RECORD EXCERPTS:
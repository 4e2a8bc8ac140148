//! Traits describing how a resource type maps onto the REST API.
//!
//! A [`Resource`] is the summary record shown in list pages. Its associated
//! `Detail` type is the fully-populated record returned by `GET /:id`, and
//! `Patch` / `Draft` are the payloads for edit and create.

use std::fmt::Debug;

use percent_encoding::{utf8_percent_encode, AsciiSet, NON_ALPHANUMERIC};
use serde::de::DeserializeOwned;
use serde::Serialize;

/// Everything outside the unreserved set is escaped inside a path segment.
const SEGMENT_ENCODE_SET: &AsciiSet = &NON_ALPHANUMERIC
    .remove(b'-')
    .remove(b'.')
    .remove(b'_')
    .remove(b'~');

/// Anything addressable by an API-assigned id.
pub trait Identified {
    fn id(&self) -> &str;
}

/// Records carrying an account suspension flag.
pub trait Suspendable {
    fn is_suspended(&self) -> bool;
    fn set_suspended(&mut self, suspended: bool);
}

/// Records carrying an admin verification flag.
pub trait Verifiable {
    fn is_verified(&self) -> bool;
    fn set_verified(&mut self, verified: bool);
}

/// Marker bound for payload and record types that cross the wire.
pub trait Wire: Serialize + DeserializeOwned + Clone + Debug + Send + Sync + 'static {}

impl<T> Wire for T where T: Serialize + DeserializeOwned + Clone + Debug + Send + Sync + 'static {}

/// A resource type served under `/api/<resource>`.
pub trait Resource: Identified + Wire {
    /// Fully-populated record returned by the detail endpoint.
    type Detail: Identified + Wire;
    /// Partial update sent to `/edit/:id`; `None` members are omitted.
    type Patch: Serialize + Debug + Send + Sync;
    /// Payload sent to create a new record.
    type Draft: Serialize + Debug + Send + Sync;

    /// Singular, human-readable name (e.g. `"business"`).
    const NAME: &'static str;
    /// Plural, human-readable name (e.g. `"businesses"`).
    const PLURAL: &'static str;
    /// Base path of the resource endpoints (e.g. `"/api/businesses"`).
    const BASE_PATH: &'static str;
    /// Key under `data` holding the item array in list responses.
    const COLLECTION_KEY: &'static str;
}

/// Join `base` and `segments` into a request path, escaping each segment so
/// an id containing `/`, `?` or `#` stays a single path component.
pub fn record_path(base: &str, segments: &[&str]) -> String {
    let mut path = base.trim_end_matches('/').to_string();
    for segment in segments {
        path.push('/');
        path.extend(utf8_percent_encode(segment, SEGMENT_ENCODE_SET));
    }
    path
}
async fn detail(
    State(api): State<MockApi>,
    Path((resource, id)): Path<(String, String)>,
) -> Response {
    api.log(format!("GET /api/{resource}/{id}"));
    api.hold_if_stalled().await;
    if let Some(response) = api.gate() {
        return response;
    }
    if id == "dashboard" {
        let records = api.records(&resource);
        let suspended = records.iter().filter(|r| r["isSuspended"] == true).count();
        let verified = records.iter().filter(|r| r["isVerified"] == true).count();
        return ok(
            "Dashboard",
            json!({
                "total": records.len(),
                "active": records.len() - suspended,
                "suspended": suspended,
                "verified": verified
            }),
        );
    }
    let delay = api.inner.detail_delays.lock().unwrap().get(&id).copied();
    pause(delay).await;
    match api.record(&resource, &id) {
        Some(record) => ok("Fetched", record),
        None => not_found(&resource),
    }
}

async fn action(
    State(api): State<MockApi>,
    Path((resource, action)): Path<(String, String)>,
    Json(body): Json<Value>,
) -> Response {
    api.log(format!("POST /api/{resource}/{action}"));
    api.hold_if_stalled().await;
    if let Some(response) = api.gate() {
        return response;
    }
    if api.is_refused(&action) {
        return refused(format!("Cannot {action} this record"));
    }

    if action == "search" {
        let query = body["query"].as_str().unwrap_or_default().to_lowercase();
        let delay = api.inner.search_delays.lock().unwrap().get(&query).copied();
        pause(delay).await;
        let matches: Vec<Value> = api
            .records(&resource)
            .into_iter()
            .filter(|r| r.to_string().to_lowercase().contains(&query))
            .collect();
        return ok("Search complete", Value::Array(matches));
    }

    let id = body["id"].as_str().unwrap_or_default().to_string();
    let updated = match action.as_str() {
        "suspend" => api.update(&resource, &id, |r| r["isSuspended"] = json!(true)),
        "unsuspend" => api.update(&resource, &id, |r| r["isSuspended"] = json!(false)),
        "verify" | "verify-business" => api.update(&resource, &id, |r| r["isVerified"] = json!(true)),
        _ => return reply(StatusCode::NOT_FOUND, json!({"success": false})),
    };
    match updated {
        Some(_) => reply(StatusCode::OK, json!({"success": true, "message": format!("Record {action} done")})),
        None => not_found(&resource),
    }
}

async fn create(
    State(api): State<MockApi>,
    Path(resource): Path<String>,
    Json(mut body): Json<Value>,
) -> Response {
    api.log(format!("POST /api/{resource}"));
    api.hold_if_stalled().await;
    if let Some(response) = api.gate() {
        return response;
    }
    if api.is_refused("create") {
        return refused("Email already registered".into());
    }
    let n = api.inner.created.fetch_add(1, Ordering::SeqCst) + 1;
    body["_id"] = json!(format!("new-{n}"));
    api.inner
        .records
        .lock()
        .unwrap()
        .entry(resource)
        .or_default()
        .insert(0, body.clone());
    ok("Created", body)
}

async fn edit(
    State(api): State<MockApi>,
    Path((resource, id)): Path<(String, String)>,
    Json(patch): Json<Value>,
) -> Response {
    api.log(format!("PUT /api/{resource}/edit/{id}"));
    api.hold_if_stalled().await;
    if let Some(response) = api.gate() {
        return response;
    }
    if api.is_refused("edit") {
        return refused("Validation failed".into());
    }
    let cleared = api.inner.cleared_on_edit.lock().unwrap().clone();
    let updated = api.update(&resource, &id, |record| {
        if let (Some(target), Some(fields)) = (record.as_object_mut(), patch.as_object()) {
            for (key, value) in fields {
                target.insert(key.clone(), value.clone());
            }
            for key in cleared {
                target.insert(key, Value::Null);
            }
        }
    });
    match updated {
        Some(_) if api.inner.silent_edits.load(Ordering::SeqCst) => {
            reply(StatusCode::OK, json!({"success": true, "message": "Updated"}))
        }
        Some(record) => ok("Updated", record),
        None => not_found(&resource),
    }
}

async fn remove(
    State(api): State<MockApi>,
    Path((resource, segment)): Path<(String, String)>,
    Json(body): Json<Value>,
) -> Response {
    api.log(format!("DELETE /api/{resource}/{segment}"));
    api.hold_if_stalled().await;
    if let Some(response) = api.gate() {
        return response;
    }
    if api.is_refused("delete") {
        return refused("Record is referenced by an open deal room".into());
    }
    let id = body["id"].as_str().unwrap_or_default();
    let mut records = api.inner.records.lock().unwrap();
    let Some(list) = records.get_mut(&resource) else {
        return not_found(&resource);
    };
    let before = list.len();
    list.retain(|r| r["_id"] != id);
    if list.len() == before {
        return not_found(&resource);
    }
    reply(StatusCode::OK, json!({"success": true, "message": "Deleted"}))
}

pub fn router(api: MockApi) -> Router {
    Router::new()
        .route("/api/{resource}", get(list).post(create))
        .route(
            "/api/{resource}/{id}",
            get(detail).post(action).delete(remove),
        )
        .route("/api/{resource}/edit/{id}", put(edit))
        .with_state(api)
}

/// Serve `router` on an ephemeral port and return its base URL.
pub async fn spawn_api(router: Router) -> String {
    let listener = tokio::net::TcpListener::bind("127.0.0.1:0")
        .await
        .expect("bind ephemeral port");
    let addr = listener.local_addr().expect("local addr");
    tokio::spawn(async move {
        axum::serve(listener, router).await.expect("mock api");
    });
    format!("http://{addr}")
}

// ---------------------------------------------------------------------------
// Seed data
// ---------------------------------------------------------------------------

pub fn users(n: usize) -> Vec<Value> {
    (1..=n)
        .map(|i| {
            json!({
                "_id": format!("u{i}"),
                "firstName": format!("User{i}"),
                "lastName": "Okafor",
                "email": format!("user{i}@example.com"),
                "isSuspended": false
            })
        })
        .collect()
}

pub fn businesses() -> Vec<Value> {
    vec![
        json!({
            "_id": "biz-1",
            "businessName": "Acme Farms",
            "industry": "agriculture",
            "isVerified": false,
            "dealRoomDetails": {
                "_id": "dr-1",
                "status": "open",
                "proposals": [{"_id": "p1", "investorId": "inv-1", "amount": 50000.0, "status": "pending"}]
            }
        }),
        json!({"_id": "biz-2", "businessName": "Bolt Logistics", "industry": "transport", "isVerified": false}),
        json!({"_id": "biz-3", "businessName": "Cobalt Health", "industry": "health", "isVerified": true}),
    ]
}

pub fn investors() -> Vec<Value> {
    vec![
        json!({"_id": "inv-1", "name": "Seed Partners", "email": "deals@seed.test", "ticketMin": 10000.0, "ticketMax": 100000.0}),
        json!({"_id": "inv-2", "name": "Growth Fund", "email": "hello@growth.test", "isVerified": true}),
    ]
}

TASK TO COMPLETE: Tally the lines in the data that contain the string "sent". Report only the total.

RESPONSE TO THIS EXERCISE: 2